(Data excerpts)
----
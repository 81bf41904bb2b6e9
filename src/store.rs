//! Content-addressable storage for rendered graph images.
//!
//! One flat directory of `<image_id>.png` files. Ids carry 96 bits of
//! CSPRNG entropy, so collisions are not checked for and writes need no
//! cross-request coordination.

use base64::{engine::general_purpose::URL_SAFE, Engine as _};
use rand_core::{OsRng, RngCore};
use std::path::{Path, PathBuf};
use tracing::info;

use crate::errors::{GraphError, Result};

/// Byte length of the random identifier (16 base64 chars, no padding).
const IMAGE_ID_BYTES: usize = 12;
const IMAGE_ID_CHARS: usize = 16;

#[derive(Debug, Clone)]
pub struct ArtifactStore {
    dir: PathBuf,
}

impl ArtifactStore {
    pub fn new(dir: impl Into<PathBuf>) -> Self {
        Self { dir: dir.into() }
    }

    pub fn dir(&self) -> &Path {
        &self.dir
    }

    /// Persist PNG bytes under a fresh random identifier.
    pub async fn store(&self, bytes: &[u8]) -> Result<String> {
        let mut raw = [0u8; IMAGE_ID_BYTES];
        OsRng.fill_bytes(&mut raw);
        let image_id = URL_SAFE.encode(raw);

        tokio::fs::create_dir_all(&self.dir)
            .await
            .map_err(|e| GraphError::Storage(format!("creating {:?}: {e}", self.dir)))?;

        let path = self.image_path(&image_id);
        tokio::fs::write(&path, bytes)
            .await
            .map_err(|e| GraphError::Storage(format!("writing {path:?}: {e}")))?;

        info!("stored graph image {image_id} ({} bytes)", bytes.len());
        Ok(image_id)
    }

    /// Read an image back by id.
    ///
    /// Ids that are not 16 URL-safe base64 characters are reported as not
    /// found without touching the filesystem, so an id can never escape the
    /// artifact directory.
    pub async fn load(&self, image_id: &str) -> Result<Vec<u8>> {
        if !Self::is_valid_id(image_id) {
            return Err(GraphError::ImageNotFound(image_id.to_string()));
        }

        let path = self.image_path(image_id);
        match tokio::fs::read(&path).await {
            Ok(bytes) => Ok(bytes),
            Err(e) if e.kind() == std::io::ErrorKind::NotFound => {
                Err(GraphError::ImageNotFound(image_id.to_string()))
            }
            Err(e) => Err(GraphError::Storage(format!("reading {path:?}: {e}"))),
        }
    }

    fn image_path(&self, image_id: &str) -> PathBuf {
        self.dir.join(format!("{image_id}.png"))
    }

    fn is_valid_id(image_id: &str) -> bool {
        image_id.len() == IMAGE_ID_CHARS
            && image_id
                .bytes()
                .all(|b| b.is_ascii_alphanumeric() || b == b'-' || b == b'_')
    }
}
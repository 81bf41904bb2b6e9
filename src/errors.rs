use thiserror::Error;

pub type Result<T> = std::result::Result<T, GraphError>;

#[derive(Error, Debug)]
pub enum GraphError {
    #[error("configuration error: {0}")]
    Config(String),

    #[error("Python not installed or not found in PATH")]
    PythonNotFound,

    #[error("unsafe generated code: {0}")]
    Validation(String),

    #[error("error executing graph code: {0}")]
    Execution(String),

    #[error("plot execution timed out")]
    Timeout,

    #[error("artifact storage failed: {0}")]
    Storage(String),

    #[error("graph image not found: {0}")]
    ImageNotFound(String),

    #[error("code generation agent failed: {0}")]
    Upstream(String),

    #[error("IO error: {0}")]
    Io(#[from] std::io::Error),

    #[error("JSON error: {0}")]
    Json(#[from] serde_json::Error),
}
----
**Exercise prompt:** Reproduce, exactly, all the lines shown above.

**Exercise solution:**
repository 81bf41904bb2b6e9
filename src/store.rs
//! Content-addressable storage for rendered graph images.
//!
//! One flat directory of `<image_id>.png` files. Ids carry 96 bits of
//! CSPRNG entropy, so collisions are not checked for and writes need no
//! cross-request coordination.

use base64::{engine::general_purpose::URL_SAFE, Engine as _};
use rand_core::{OsRng, RngCore};
use std::path::{Path, PathBuf};
use tracing::info;

use crate::errors::{GraphError, Result};

/// Byte length of the random identifier (16 base64 chars, no padding).
const IMAGE_ID_BYTES: usize = 12;
const IMAGE_ID_CHARS: usize = 16;

#[derive(Debug, Clone)]
pub struct ArtifactStore {
    dir: PathBuf,
}

impl ArtifactStore {
    pub fn new(dir: impl Into<PathBuf>) -> Self {
        Self { dir: dir.into() }
    }

    pub fn dir(&self) -> &Path {
        &self.dir
    }

    /// Persist PNG bytes under a fresh random identifier.
    pub async fn store(&self, bytes: &[u8]) -> Result<String> {
        let mut raw = [0u8; IMAGE_ID_BYTES];
        OsRng.fill_bytes(&mut raw);
        let image_id = URL_SAFE.encode(raw);

        tokio::fs::create_dir_all(&self.dir)
            .await
            .map_err(|e| GraphError::Storage(format!("creating {:?}: {e}", self.dir)))?;

        let path = self.image_path(&image_id);
        tokio::fs::write(&path, bytes)
            .await
            .map_err(|e| GraphError::Storage(format!("writing {path:?}: {e}")))?;

        info!("stored graph image {image_id} ({} bytes)", bytes.len());
        Ok(image_id)
    }

    /// Read an image back by id.
    ///
    /// Ids that are not 16 URL-safe base64 characters are reported as not
    /// found without touching the filesystem, so an id can never escape the
    /// artifact directory.
    pub async fn load(&self, image_id: &str) -> Result<Vec<u8>> {
        if !Self::is_valid_id(image_id) {
            return Err(GraphError::ImageNotFound(image_id.to_string()));
        }

        let path = self.image_path(image_id);
        match tokio::fs::read(&path).await {
            Ok(bytes) => Ok(bytes),
            Err(e) if e.kind() == std::io::ErrorKind::NotFound => {
                Err(GraphError::ImageNotFound(image_id.to_string()))
            }
            Err(e) => Err(GraphError::Storage(format!("reading {path:?}: {e}"))),
        }
    }

    fn image_path(&self, image_id: &str) -> PathBuf {
        self.dir.join(format!("{image_id}.png"))
    }

    fn is_valid_id(image_id: &str) -> bool {
        image_id.len() == IMAGE_ID_CHARS
            && image_id
                .bytes()
                .all(|b| b.is_ascii_alphanumeric() || b == b'-' || b == b'_')
    }
}
repository 81bf41904bb2b6e9
filename src/errors.rs
use thiserror::Error;

pub type Result<T> = std::result::Result<T, GraphError>;

#[derive(Error, Debug)]
pub enum GraphError {
    #[error("configuration error: {0}")]
    Config(String),

    #[error("Python not installed or not found in PATH")]
    PythonNotFound,

    #[error("unsafe generated code: {0}")]
    Validation(String),

    #[error("error executing graph code: {0}")]
    Execution(String),

    #[error("plot execution timed out")]
    Timeout,

    #[error("artifact storage failed: {0}")]
    Storage(String),

    #[error("graph image not found: {0}")]
    ImageNotFound(String),

    #[error("code generation agent failed: {0}")]
    Upstream(String),

    #[error("IO error: {0}")]
    Io(#[from] std::io::Error),

    #[error("JSON error: {0}")]
    Json(#[from] serde_json::Error),
}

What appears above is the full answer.